What Is the Pantone Color System?

Pantone colors

Every day, more than 10 million designers and manufacturers work with pantone to select, communicate and approve color in design.

We have two color systems. What Pantone Colors Are Right For You?

Almost 5,000 colors are organized Pantone in two systems, one for printing and packaging and the other for product design.

Why? Each system is designed to present market-relevant colors. Fashion designers need more whites, blacks, and neutrals in their palette, while print and packaging designers need colors that stand out on the shelves.

The appearance of the color may change depending on the material in which it is produced. In fact, some colors cannot be achieved at all on a certain material. That is why we organize the colors in two systems, to ensure that the included colors are achievable and reproducible based on the materials used.

THE TYPES OF PANTONE GRAPHICS (For printing and packaging)

Available in the following formats:


  • Brand guidelines
  • Signaling
  • Printed materials
  • packaging
  • Web and application design

THE FASHION SYSTEM, HOME + INTERIORS (For fashion and product design)

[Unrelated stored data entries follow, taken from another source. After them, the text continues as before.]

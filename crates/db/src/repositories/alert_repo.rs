//! Repository for the `alerts` table.

use sqlx::PgPool;
use uuid::Uuid;
use vitalflow_core::types::{DbId, Timestamp};

/// Provides persistence operations for alerts.
pub struct AlertRepo;

impl AlertRepo {
    /// Insert an alert, or resolve the existing row for a redelivered
    /// pipeline event.
    ///
    /// Idempotent on `event_id`: a redelivery never inserts a second
    /// row. Returns the row id and its `is_processed` flag, so the
    /// caller can tell whether the notification stage already completed
    /// for this event and must run again if it did not.
    pub async fn upsert(
        pool: &PgPool,
        event_id: Uuid,
        patient_id: DbId,
        alert_type: &str,
        indicator: f64,
        severity: &str,
        created_at: Timestamp,
    ) -> Result<(DbId, bool), sqlx::Error> {
        // The no-op DO UPDATE makes RETURNING yield the conflicting row;
        // DO NOTHING would return nothing on conflict.
        sqlx::query_as(
            "INSERT INTO alerts (event_id, patient_id, alert_type, indicator, severity, created_at) \
             VALUES ($1, $2, $3, $4, $5, $6) \
             ON CONFLICT (event_id) DO UPDATE SET event_id = EXCLUDED.event_id \
             RETURNING id, is_processed",
        )
        .bind(event_id)
        .bind(patient_id)
        .bind(alert_type)
        .bind(indicator)
        .bind(severity)
        .bind(created_at)
        .fetch_one(pool)
        .await
    }

    /// Record a clinician acknowledgement.
    ///
    /// Returns `true` if the alert existed and was not already
    /// acknowledged.
    pub async fn acknowledge(pool: &PgPool, id: DbId, by: &str) -> Result<bool, sqlx::Error> {
        let result = sqlx::query(
            "UPDATE alerts \
             SET acknowledged_at = NOW(), acknowledged_by = $2 \
             WHERE id = $1 AND acknowledged_at IS NULL",
        )
        .bind(id)
        .bind(by)
        .execute(pool)
        .await?;
        Ok(result.rows_affected() > 0)
    }

    /// Mark an alert as processed by the notification stage.
    pub async fn mark_processed(pool: &PgPool, id: DbId) -> Result<(), sqlx::Error> {
        sqlx::query("UPDATE alerts SET is_processed = true WHERE id = $1")
            .bind(id)
            .execute(pool)
            .await?;
        Ok(())
    }
}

Available in the following formats:


  • Wear
  • Soft and hard home
  • Consumer technology
  • Beauty
  • Industrial design

Why are color standards important?

The color of a brand becomes its calling card, creating associations and expectations, triggering mental images and memories. Studies show that the right color can increase brand recognition by up to 87%.

In product development, the right color is the differentiating factor that can stop someone in their tracks and grab their attention. It is also the most important design element to reflect the mood and style. The right color can sell products and ideas more effectively by 50-85%.

But choosing the right color is just the beginning. Keeping that color consistent presents multiple challenges that can be solved through Pantone Color Systems.

1 Color interpretation:

we all interpret color in slightly different ways. Even something as seemingly specific as navy blue can mean remarkably different things to different people. Using a Pantone color allows you to communicate your precise color requirements in a world-recognized language.

2 Multiple materials:

the color of your final production material can have a tremendous impact on the appearance of your color and your satisfaction with the result. Pantone’s digital tools and physical color references allow you to preview and adjust these results before production, helping you avoid additional time and expense.

3 Multiple providers:

Working with more than one vendor can mean variations in processes and equipment, leading to results that can vary significantly. Our cloud-based color tools can ensure that all of your vendors are aiming for the same goal, for consistent results across the board.

4 Multiple production runs:

its color may be consistent throughout a production run, but will it match the previous run? Or the one that follows? Color evaluation and measurement tools from Pantone and our parent company, X-Rite, make it possible to achieve consistent color from run to run, no matter when or where it occurs.